* Problem to work on
In the listing below, tally the lines that hold "HealthResponse" and report that number by itself.

* Records shown

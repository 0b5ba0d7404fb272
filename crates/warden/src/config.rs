//! Configuration management for Warden.
//!
//! Sources, lowest precedence first: built-in defaults, the TOML file,
//! `WARDEN__*` environment variables, then CLI flags.

use anyhow::{Context, Result};
use serde::Deserialize;
use std::fmt;
use std::path::Path;
use std::time::Duration;

use warden_common::AdminError;
use warden_common::constants::{
    CAPTCHA_HEIGHT, CAPTCHA_TTL_MS, CAPTCHA_WIDTH, DEFAULT_LISTEN_ADDR, DEFAULT_REDIS_URL,
    MAX_TTL_MS, SESSION_TTL_MS,
};

/// Application configuration
#[derive(Debug, Clone, Deserialize)]
pub struct AppConfig {
    /// HTTP listen address
    #[serde(default = "default_listen_addr")]
    pub listen_addr: String,

    /// Cache backend configuration
    #[serde(default)]
    pub cache: CacheConfig,

    /// The single administrative account
    #[serde(default)]
    pub admin: AdminAccount,

    /// Captcha configuration
    #[serde(default)]
    pub captcha: CaptchaConfig,

    /// Session configuration
    #[serde(default)]
    pub session: SessionConfig,
}

/// Which cache implementation to run against
#[derive(Debug, Clone, Copy, Default, PartialEq, Eq, Deserialize)]
#[serde(rename_all = "lowercase")]
pub enum CacheBackend {
    #[default]
    Redis,
    /// In-process map; state is lost on restart
    Memory,
}

#[derive(Debug, Clone, Deserialize)]
pub struct CacheConfig {
    #[serde(default)]
    pub backend: CacheBackend,

    /// Redis connection URL
    #[serde(default = "default_redis_url")]
    pub redis_url: String,
}

impl Default for CacheConfig {
    fn default() -> Self {
        Self {
            backend: CacheBackend::default(),
            redis_url: default_redis_url(),
        }
    }
}

/// Admin credentials; the password arrives already encoded by the client
#[derive(Clone, Default, Deserialize)]
pub struct AdminAccount {
    #[serde(default)]
    pub account: String,
    #[serde(default)]
    pub password: String,
}

impl fmt::Debug for AdminAccount {
    fn fmt(&self, f: &mut fmt::Formatter<'_>) -> fmt::Result {
        f.debug_struct("AdminAccount")
            .field("account", &self.account)
            .field("password", &"<redacted>")
            .finish()
    }
}

/// Captcha image and expiry settings
#[derive(Debug, Clone, Deserialize)]
pub struct CaptchaConfig {
    #[serde(default = "default_captcha_width")]
    pub width: u32,

    #[serde(default = "default_captcha_height")]
    pub height: u32,

    /// Challenge validity in milliseconds
    #[serde(default = "default_captcha_ttl")]
    pub ttl_ms: u64,
}

impl Default for CaptchaConfig {
    fn default() -> Self {
        Self {
            width: default_captcha_width(),
            height: default_captcha_height(),
            ttl_ms: default_captcha_ttl(),
        }
    }
}

impl CaptchaConfig {
    pub fn ttl(&self) -> Duration {
        Duration::from_millis(self.ttl_ms)
    }
}

#[derive(Debug, Clone, Deserialize)]
pub struct SessionConfig {
    /// Session token validity in milliseconds
    #[serde(default = "default_session_ttl")]
    pub ttl_ms: u64,
}

impl Default for SessionConfig {
    fn default() -> Self {
        Self {
            ttl_ms: default_session_ttl(),
        }
    }
}

impl SessionConfig {
    pub fn ttl(&self) -> Duration {
        Duration::from_millis(self.ttl_ms)
    }
}

// Default value functions
fn default_listen_addr() -> String { DEFAULT_LISTEN_ADDR.to_string() }
fn default_redis_url() -> String { DEFAULT_REDIS_URL.to_string() }
fn default_captcha_width() -> u32 { CAPTCHA_WIDTH }
fn default_captcha_height() -> u32 { CAPTCHA_HEIGHT }
fn default_captcha_ttl() -> u64 { CAPTCHA_TTL_MS }
fn default_session_ttl() -> u64 { SESSION_TTL_MS }

impl AppConfig {
    /// Load configuration from file and environment, with CLI overrides
    pub fn load(config_path: &str, args: &super::Args) -> Result<Self> {
        let mut builder = config::Config::builder();
        if Path::new(config_path).exists() {
            builder = builder.add_source(config::File::with_name(config_path));
        } else {
            tracing::warn!(path = %config_path, "Config file not found, using defaults");
        }

        let mut config: Self = builder
            .add_source(config::Environment::with_prefix("WARDEN").separator("__"))
            .build()
            .context("Failed to load config")?
            .try_deserialize()
            .context("Failed to parse config")?;

        config.apply_overrides(args);
        config.validate()?;
        Ok(config)
    }

    fn apply_overrides(&mut self, args: &super::Args) {
        if let Some(ref redis_url) = args.redis_url {
            self.cache.redis_url = redis_url.clone();
        }
        if let Some(ref listen) = args.listen {
            self.listen_addr = listen.clone();
        }
        if let Some(ref account) = args.admin_account {
            self.admin.account = account.clone();
        }
        if let Some(ref password) = args.admin_password {
            self.admin.password = password.clone();
        }
        if args.memory_cache {
            self.cache.backend = CacheBackend::Memory;
        }
    }

    /// Reject configurations that would make login impossible or insecure
    pub fn validate(&self) -> Result<(), AdminError> {
        if self.admin.account.trim().is_empty() || self.admin.password.is_empty() {
            return Err(AdminError::Config(
                "admin.account and admin.password must be set".to_string(),
            ));
        }
        if self.captcha.ttl_ms == 0 {
            return Err(AdminError::Config("captcha.ttl_ms must be positive".to_string()));
        }
        if self.session.ttl_ms < 1000 {
            return Err(AdminError::Config(
                "session.ttl_ms must be at least 1000".to_string(),
            ));
        }
        if self.captcha.ttl_ms > MAX_TTL_MS || self.session.ttl_ms > MAX_TTL_MS {
            return Err(AdminError::Config(format!(
                "captcha.ttl_ms and session.ttl_ms must not exceed {MAX_TTL_MS}"
            )));
        }
        if self.captcha.width == 0 || self.captcha.height == 0 {
            return Err(AdminError::Config(
                "captcha dimensions must be positive".to_string(),
            ));
        }
        Ok(())
    }
}

impl Default for AppConfig {
    fn default() -> Self {
        Self {
            listen_addr: default_listen_addr(),
            cache: CacheConfig::default(),
            admin: AdminAccount::default(),
            captcha: CaptchaConfig::default(),
            session: SessionConfig::default(),
        }
    }
}
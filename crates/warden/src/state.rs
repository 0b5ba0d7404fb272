//! Application state and shared resources.

use anyhow::{Context, Result};
use std::sync::Arc;

use crate::cache::{KvCache, MemoryCache, RedisCache};
use crate::captcha::ChallengeIssuer;
use crate::config::{AppConfig, CacheBackend};
use crate::session::SessionManager;

/// Shared application state
#[derive(Clone)]
pub struct AppState {
    /// Cache shared by every component
    pub cache: Arc<dyn KvCache>,

    /// Captcha issuer
    pub challenges: Arc<ChallengeIssuer>,

    /// Admin session manager
    pub sessions: Arc<SessionManager>,
}

impl AppState {
    /// Create new application state, connecting to the configured cache
    pub async fn new(config: &AppConfig) -> Result<Self> {
        let cache: Arc<dyn KvCache> = match config.cache.backend {
            CacheBackend::Redis => Arc::new(
                RedisCache::connect(&config.cache.redis_url)
                    .await
                    .context("Failed to connect to Redis")?,
            ),
            CacheBackend::Memory => {
                tracing::warn!("Using in-memory cache; sessions will not survive a restart");
                Arc::new(MemoryCache::new())
            }
        };

        Ok(Self::with_cache(config, cache))
    }

    /// Build state around an existing cache
    pub fn with_cache(config: &AppConfig, cache: Arc<dyn KvCache>) -> Self {
        let challenges = Arc::new(ChallengeIssuer::new(
            cache.clone(),
            config.captcha.width,
            config.captcha.height,
            config.captcha.ttl(),
        ));
        let sessions = Arc::new(SessionManager::new(
            cache.clone(),
            config.admin.clone(),
            config.session.ttl(),
        ));

        Self {
            cache,
            challenges,
            sessions,
        }
    }
}
//! Arithmetic challenge generation and rendering.
//!
//! The challenge is a two-term expression over single digits. The image is
//! an SVG with noise lines and jittered glyphs, shipped as a base64 data URI.

use base64::{Engine, engine::general_purpose::STANDARD};
use rand::Rng;

/// Supported operators
#[derive(Debug, Clone, Copy, PartialEq, Eq)]
pub enum Operator {
    Add,
    Sub,
    Mul,
}

impl Operator {
    fn symbol(self) -> char {
        match self {
            Self::Add => '+',
            Self::Sub => '-',
            Self::Mul => 'x',
        }
    }
}

/// A generated expression and its answer
#[derive(Debug, Clone, PartialEq, Eq)]
pub struct ArithmeticChallenge {
    pub left: u32,
    pub right: u32,
    pub op: Operator,
}

impl ArithmeticChallenge {
    /// Generate a random challenge; subtraction never goes negative
    pub fn random() -> Self {
        let mut rng = rand::rng();
        let mut left = rng.random_range(1..=9);
        let mut right = rng.random_range(1..=9);
        let op = match rng.random_range(0..3) {
            0 => Operator::Add,
            1 => Operator::Sub,
            _ => Operator::Mul,
        };
        if op == Operator::Sub && left < right {
            std::mem::swap(&mut left, &mut right);
        }
        Self { left, right, op }
    }

    /// Text drawn on the image, e.g. `7x3=?`
    pub fn text(&self) -> String {
        format!("{}{}{}=?", self.left, self.op.symbol(), self.right)
    }

    /// Expected answer as the client should type it
    pub fn answer(&self) -> String {
        let value = match self.op {
            Operator::Add => self.left + self.right,
            Operator::Sub => self.left - self.right,
            Operator::Mul => self.left * self.right,
        };
        value.to_string()
    }

    /// Render to a `data:image/svg+xml;base64,...` URI
    pub fn to_data_uri(&self, width: u32, height: u32) -> String {
        let svg = render_svg(&self.text(), width, height);
        format!("data:image/svg+xml;base64,{}", STANDARD.encode(svg))
    }
}

fn render_svg(text: &str, width: u32, height: u32) -> String {
    let mut rng = rand::rng();

    let mut svg = format!(
        r#"<svg xmlns="http://www.w3.org/2000/svg" width="{}" height="{}">"#,
        width, height
    );
    svg.push_str(r##"<rect width="100%" height="100%" fill="#f5f5f5"/>"##);

    // Noise lines
    for _ in 0..6 {
        let x1 = rng.random_range(0..width);
        let y1 = rng.random_range(0..height);
        let x2 = rng.random_range(0..width);
        let y2 = rng.random_range(0..height);
        svg.push_str(&format!(
            r#"<line x1="{}" y1="{}" x2="{}" y2="{}" stroke="rgb({},{},{})" stroke-width="1"/>"#,
            x1,
            y1,
            x2,
            y2,
            rng.random_range(120..220),
            rng.random_range(120..220),
            rng.random_range(120..220)
        ));
    }

    let font_size = height * 2 / 3;
    let char_width = width as f32 / (text.chars().count() as f32 + 1.0);
    let baseline = (height as f32 * 0.72) as i32;
    for (i, c) in text.chars().enumerate() {
        let x = char_width * (i as f32 + 0.6);
        let y = baseline + rng.random_range(-4..=4);
        let rotation = rng.random_range(-20..=20);
        svg.push_str(&format!(
            r#"<text x="{}" y="{}" font-family="monospace" font-size="{}" font-weight="bold" fill="rgb({},{},{})" transform="rotate({} {} {})">{}</text>"#,
            x,
            y,
            font_size,
            rng.random_range(20..120),
            rng.random_range(20..120),
            rng.random_range(20..120),
            rotation,
            x,
            y,
            c
        ));
    }

    svg.push_str("</svg>");
    svg
}
//! Health check endpoints.

use axum::{Json, extract::State, http::StatusCode};
use serde::Serialize;

use crate::state::AppState;

#[derive(Serialize)]
pub struct HealthResponse {
    status: &'static str,
    version: &'static str,
}

/// Basic health check (is the server running?)
pub async fn health_check() -> Json<HealthResponse> {
    Json(HealthResponse {
        status: "ok",
        version: env!("CARGO_PKG_VERSION"),
    })
}

#[derive(Serialize)]
pub struct ReadyResponse {
    status: &'static str,
    cache: bool,
}

/// Readiness check (is the cache reachable?)
pub async fn ready_check(
    State(state): State<AppState>,
) -> Result<Json<ReadyResponse>, StatusCode> {
    match state.cache.ping().await {
        Ok(()) => Ok(Json(ReadyResponse {
            status: "ready",
            cache: true,
        })),
        Err(err) => {
            tracing::warn!(error = %err, "Cache ping failed");
            Err(StatusCode::SERVICE_UNAVAILABLE)
        }
    }
}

* Written answer
3